*** Dataset excerpts ***

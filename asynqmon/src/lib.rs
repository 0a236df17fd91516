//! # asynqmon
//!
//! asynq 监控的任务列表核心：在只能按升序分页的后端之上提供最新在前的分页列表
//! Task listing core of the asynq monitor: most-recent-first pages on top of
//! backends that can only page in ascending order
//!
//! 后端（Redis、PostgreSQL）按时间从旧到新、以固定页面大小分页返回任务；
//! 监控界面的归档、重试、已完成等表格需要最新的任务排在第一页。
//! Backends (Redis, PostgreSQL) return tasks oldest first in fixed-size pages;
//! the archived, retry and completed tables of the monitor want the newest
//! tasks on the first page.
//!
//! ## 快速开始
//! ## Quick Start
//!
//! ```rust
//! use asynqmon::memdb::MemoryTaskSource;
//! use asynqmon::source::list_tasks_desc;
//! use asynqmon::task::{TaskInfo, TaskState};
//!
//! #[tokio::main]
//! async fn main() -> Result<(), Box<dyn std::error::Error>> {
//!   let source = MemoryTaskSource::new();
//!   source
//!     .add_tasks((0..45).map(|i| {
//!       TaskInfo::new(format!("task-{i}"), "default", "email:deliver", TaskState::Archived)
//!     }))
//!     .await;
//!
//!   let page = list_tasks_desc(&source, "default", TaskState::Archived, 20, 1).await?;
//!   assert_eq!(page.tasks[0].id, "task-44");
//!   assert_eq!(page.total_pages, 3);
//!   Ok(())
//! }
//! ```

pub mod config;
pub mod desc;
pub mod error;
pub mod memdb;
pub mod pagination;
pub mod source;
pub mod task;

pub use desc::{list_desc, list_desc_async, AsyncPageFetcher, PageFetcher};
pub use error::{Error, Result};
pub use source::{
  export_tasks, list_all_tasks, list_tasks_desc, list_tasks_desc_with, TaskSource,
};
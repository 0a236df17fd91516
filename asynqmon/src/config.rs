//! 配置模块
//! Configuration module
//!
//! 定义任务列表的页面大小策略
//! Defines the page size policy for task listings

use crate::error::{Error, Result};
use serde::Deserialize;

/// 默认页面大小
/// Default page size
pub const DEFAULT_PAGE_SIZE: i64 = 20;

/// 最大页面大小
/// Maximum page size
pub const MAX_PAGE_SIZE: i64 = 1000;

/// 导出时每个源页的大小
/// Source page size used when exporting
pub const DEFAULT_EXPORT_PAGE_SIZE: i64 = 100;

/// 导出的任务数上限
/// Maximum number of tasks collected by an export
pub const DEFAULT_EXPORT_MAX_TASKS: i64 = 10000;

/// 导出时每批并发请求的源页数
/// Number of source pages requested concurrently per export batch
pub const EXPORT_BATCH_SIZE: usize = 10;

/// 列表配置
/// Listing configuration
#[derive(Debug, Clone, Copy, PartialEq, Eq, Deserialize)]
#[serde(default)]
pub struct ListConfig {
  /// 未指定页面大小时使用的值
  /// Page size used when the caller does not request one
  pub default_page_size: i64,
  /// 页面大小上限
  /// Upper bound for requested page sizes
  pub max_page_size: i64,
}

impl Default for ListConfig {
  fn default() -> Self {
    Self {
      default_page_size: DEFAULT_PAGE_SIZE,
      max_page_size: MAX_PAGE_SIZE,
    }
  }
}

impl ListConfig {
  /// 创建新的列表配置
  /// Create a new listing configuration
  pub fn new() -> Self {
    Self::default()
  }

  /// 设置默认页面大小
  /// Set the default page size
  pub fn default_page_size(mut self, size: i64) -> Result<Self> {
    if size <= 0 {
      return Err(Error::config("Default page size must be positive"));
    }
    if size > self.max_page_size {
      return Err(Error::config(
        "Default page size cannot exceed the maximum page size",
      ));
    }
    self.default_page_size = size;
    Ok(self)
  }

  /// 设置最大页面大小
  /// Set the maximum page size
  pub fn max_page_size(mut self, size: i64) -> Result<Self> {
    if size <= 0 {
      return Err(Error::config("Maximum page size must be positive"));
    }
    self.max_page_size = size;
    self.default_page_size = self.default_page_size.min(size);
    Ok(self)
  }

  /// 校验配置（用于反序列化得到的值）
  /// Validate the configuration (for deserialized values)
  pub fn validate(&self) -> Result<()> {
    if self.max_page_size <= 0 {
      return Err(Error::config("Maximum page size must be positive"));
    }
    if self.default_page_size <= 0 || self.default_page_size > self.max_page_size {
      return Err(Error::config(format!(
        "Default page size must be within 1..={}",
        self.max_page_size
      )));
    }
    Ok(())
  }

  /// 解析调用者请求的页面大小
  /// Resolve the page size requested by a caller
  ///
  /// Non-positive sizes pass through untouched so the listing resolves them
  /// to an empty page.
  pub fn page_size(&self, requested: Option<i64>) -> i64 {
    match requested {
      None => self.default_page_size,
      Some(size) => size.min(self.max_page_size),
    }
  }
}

*** End of Dataset excerpts ***

◆ Task to carry out
Please print the lines from the start of the records up to and including the line with "in fixed-size pages;", copying each one exactly and leaving out the rest.

◆ Task response
filename asynqmon/src/lib.rs
repository 0a236df17fd91516
//! # asynqmon
//!
//! asynq 监控的任务列表核心：在只能按升序分页的后端之上提供最新在前的分页列表
//! Task listing core of the asynq monitor: most-recent-first pages on top of
//! backends that can only page in ascending order
//!
//! 后端（Redis、PostgreSQL）按时间从旧到新、以固定页面大小分页返回任务；
//! 监控界面的归档、重试、已完成等表格需要最新的任务排在第一页。
//! Backends (Redis, PostgreSQL) return tasks oldest first in fixed-size pages;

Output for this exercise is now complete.